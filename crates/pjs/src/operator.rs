//! Push-transform seams: [`Operator`] stages and the [`Sink`] they write to.

use crate::error::PipelineError;
use crate::sentinel::{decode, Record};
use serde_json::Value;
use std::io::Write;

/// Consumer of records, accepting each before the next is delivered.
pub trait Sink {
    fn push(&mut self, record: Record) -> Result<(), PipelineError>;
}

impl Sink for Vec<Record> {
    fn push(&mut self, record: Record) -> Result<(), PipelineError> {
        Vec::push(self, record);
        Ok(())
    }
}

/// A single-input pipeline stage.
///
/// `transform` is called once per upstream record and may push zero or one
/// records (reduce pushes none). `flush` is the end-of-input signal; a
/// stage that buffers emits its result there.
pub trait Operator {
    /// Short stage name, for logs.
    fn name(&self) -> &'static str;

    fn transform(&mut self, record: Record, out: &mut dyn Sink) -> Result<(), PipelineError>;

    fn flush(&mut self, _out: &mut dyn Sink) -> Result<(), PipelineError> {
        Ok(())
    }
}

impl<T: Operator + ?Sized> Operator for Box<T> {
    fn name(&self) -> &'static str {
        (**self).name()
    }

    fn transform(&mut self, record: Record, out: &mut dyn Sink) -> Result<(), PipelineError> {
        (**self).transform(record, out)
    }

    fn flush(&mut self, out: &mut dyn Sink) -> Result<(), PipelineError> {
        (**self).flush(out)
    }
}

/// Writes records to a byte stream: strings verbatim, anything else as a
/// compact JSON document. The sentinel is written as `null`.
pub struct WriteSink<W: Write> {
    writer: W,
}

impl<W: Write> WriteSink<W> {
    pub fn new(writer: W) -> Self {
        WriteSink { writer }
    }

    pub fn into_inner(self) -> W {
        self.writer
    }
}

impl<W: Write> Sink for WriteSink<W> {
    fn push(&mut self, record: Record) -> Result<(), PipelineError> {
        match decode(record) {
            Value::String(s) => self.writer.write_all(s.as_bytes())?,
            other => serde_json::to_writer(&mut self.writer, &other)?,
        }
        Ok(())
    }
}

#[cfg(test)]
mod tests {
    use super::*;
    use serde_json::json;

    #[test]
    fn write_sink_renders_text_and_documents() {
        let mut sink = WriteSink::new(Vec::new());
        sink.push(Record::text("a\n")).unwrap();
        sink.push(Record::Null).unwrap();
        sink.push(Record::Value(json!({"k": [1]}))).unwrap();
        assert_eq!(String::from_utf8(sink.into_inner()).unwrap(), "a\nnull{\"k\":[1]}");
    }
}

------------------------------------------------

Required action:
An exact transcription of the lines from the start of the listing through the line bearing "use std::io::Write;" is the whole answer.

Output of the exercise:
filename crates/pjs/src/operator.rs
//! Push-transform seams: [`Operator`] stages and the [`Sink`] they write to.

use crate::error::PipelineError;
use crate::sentinel::{decode, Record};
use serde_json::Value;
use std::io::Write;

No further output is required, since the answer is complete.